The damage distribution is extremely skewed with a few major events dominating the total damage. We can take advantage of this if we want to figure out whether there are any climatic trends in hurricane damage. The very skewed distribution means that the frequency of events above a certain damage threshold will not be strongly affected by a small remaining bias in damage. We can therefore try to plot the frequency of extreme damage events.  This is what I do in the plot here.

A positive trend in extreme damage events of all magnitudes.

The plot shows there is a positive trend in hurricane damage events of all magnitudes. Numbers show damage ratio between start and end of plot. One issue is that small damage events may not have been recorded in the past when coastal population density was much lower. So we may expect a trend inducing bias in the frequency of the most common events (e.g. “top 241”). But this bias is unlikely to influence the trend in the most extreme damage events which are unlikely to have been missed in the past. Detailed examination of the above figure also show that the darker shading disappears from the plot prior to about the 1930s. I therefore recommend to take care in interpreting the trend in events with less than 389M$ damage. However, even when disregarding these then there is a clear trend towards more frequent damaging events.

  • Pielke Jr (2005) argues that we can examine events >1bn$ if we want to avoid the above bias. I.e the events with trends ammounting to an increase of 1.7-2.6x in the above plot.
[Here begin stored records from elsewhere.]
use async_trait::async_trait;
use inference_providers::{ChatMessage, CompletionError, TokenUsage};
use serde::{Deserialize, Serialize};
use utoipa::ToSchema;

#[cfg(any(test, feature = "test-mocks"))]
use mockall::automock;

pub const SYSTEM_PROMPT: &str = "You are helpful, concise, and accurate.";
pub const DEFAULT_MAX_TOKENS: u32 = 800;
pub const DEFAULT_TEMPERATURE: f64 = 0.2;

// Domain types defined directly here (following dependency inversion)

/// How the caller wants the input treated
#[derive(Debug, Clone, Copy, Default, PartialEq, Eq, Serialize, Deserialize, ToSchema)]
#[serde(rename_all = "lowercase")]
pub enum InputMode {
    /// Let the classifier decide
    #[default]
    Auto,
    Text,
    Code,
}

#[derive(Debug, Clone, Copy, Default, PartialEq, Eq, Serialize, Deserialize, ToSchema)]
#[serde(rename_all = "lowercase")]
pub enum DetailLevel {
    Short,
    #[default]
    Medium,
    Detailed,
}

impl DetailLevel {
    /// Completion token budget for this level of detail
    pub fn max_tokens(self) -> u32 {
        match self {
            Self::Short => 400,
            Self::Medium => 800,
            Self::Detailed => 1200,
        }
    }
}

/// Language of the client UI. Accepted and validated, not used in prompts.
#[derive(Debug, Clone, Copy, Default, PartialEq, Eq, Serialize, Deserialize, ToSchema)]
#[serde(rename_all = "lowercase")]
pub enum Language {
    #[default]
    En,
    Fa,
}

/// Kind of input after resolving `auto`
#[derive(Debug, Clone, Copy, PartialEq, Eq, Serialize, Deserialize, ToSchema)]
#[serde(rename_all = "lowercase")]
pub enum ResolvedKind {
    Text,
    Code,
}

impl InputMode {
    /// Kind named explicitly by the caller, `None` for `auto`
    pub fn explicit_kind(self) -> Option<ResolvedKind> {
        match self {
            Self::Auto => None,
            Self::Text => Some(ResolvedKind::Text),
            Self::Code => Some(ResolvedKind::Code),
        }
    }
}

/// A validated process request
#[derive(Debug, Clone, PartialEq, Eq)]
pub struct ProcessRequest {
    pub input: String,
    pub mode: InputMode,
    pub detail: DetailLevel,
    pub language: Language,
}

impl ProcessRequest {
    pub fn new(input: impl Into<String>) -> Self {
        Self {
            input: input.into(),
            mode: InputMode::default(),
            detail: DetailLevel::default(),
            language: Language::default(),
        }
    }

    pub fn with_mode(mut self, mode: InputMode) -> Self {
        self.mode = mode;
        self
    }

    pub fn with_detail(mut self, detail: DetailLevel) -> Self {
        self.detail = detail;
        self
    }
}

#[derive(Debug, Clone, PartialEq, Eq, Serialize, Deserialize, ToSchema)]
pub struct ProcessResponse {
    /// Kind the input was treated as
    pub mode: ResolvedKind,
    pub detail: DetailLevel,
    /// Markdown produced by the model
    pub result: String,
}

/// Input to the completion client. `None` fields take the client defaults.
#[derive(Debug, Clone, PartialEq)]
pub struct CompletionRequest {
    pub messages: Vec<ChatMessage>,
    pub model: Option<String>,
    pub max_tokens: Option<u32>,
    pub temperature: Option<f64>,
}

impl CompletionRequest {
    pub fn new(messages: Vec<ChatMessage>) -> Self {
        Self {
            messages,
            model: None,
            max_tokens: None,
            temperature: None,
        }
    }
}

#[derive(Debug, Clone, PartialEq, Eq)]
pub struct CompletionResult {
    /// Generated text, empty when the provider returned no content
    pub text: String,
    pub model: Option<String>,
    pub usage: Option<TokenUsage>,
}

// Error types
#[derive(Debug, thiserror::Error)]
pub enum CompletionClientError {
    #[error("Upstream completion failed: {0}")]
    Upstream(#[from] CompletionError),
}

#[derive(Debug, thiserror::Error)]
pub enum ProcessError {
    #[error("Completion failed: {0}")]
    Completion(#[from] CompletionClientError),
}

// Port/Trait definitions (no implementations!)

/// Narrow capability over the remote completion endpoint
#[cfg_attr(any(test, feature = "test-mocks"), automock)]
#[async_trait]
pub trait CompletionClient: Send + Sync {
    async fn complete(
        &self,
        request: CompletionRequest,
    ) -> Result<CompletionResult, CompletionClientError>;
}

#[cfg_attr(any(test, feature = "test-mocks"), automock)]
#[async_trait]
pub trait ProcessService: Send + Sync {
    /// Classify (when asked to), build the prompt and run one completion
    async fn process(&self, request: ProcessRequest) -> Result<ProcessResponse, ProcessError>;
}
Note if events of all magnitudes are increasing by a consistent ratio, then that means that the expected value is also changing by the same ratio.

Details:

[The thresholds were chosen at the 0:10:90th percentiles. Frequencies are estimated in 5 year moving windows for the background. trends are simply least squares fits to the unsmoothed daily data.]

Data source: ICAT hurricane damage estimator. Damages are in units of 2013 USD.

A note about the visualization and color choices

I wanted to plot the frequency for many different threshold choices. One issue is that the largest values on the y-axis corresponds to the smallest thresholds and least severe events. The hot color scale helps because the rare/most severe events are colored with the hottest colors.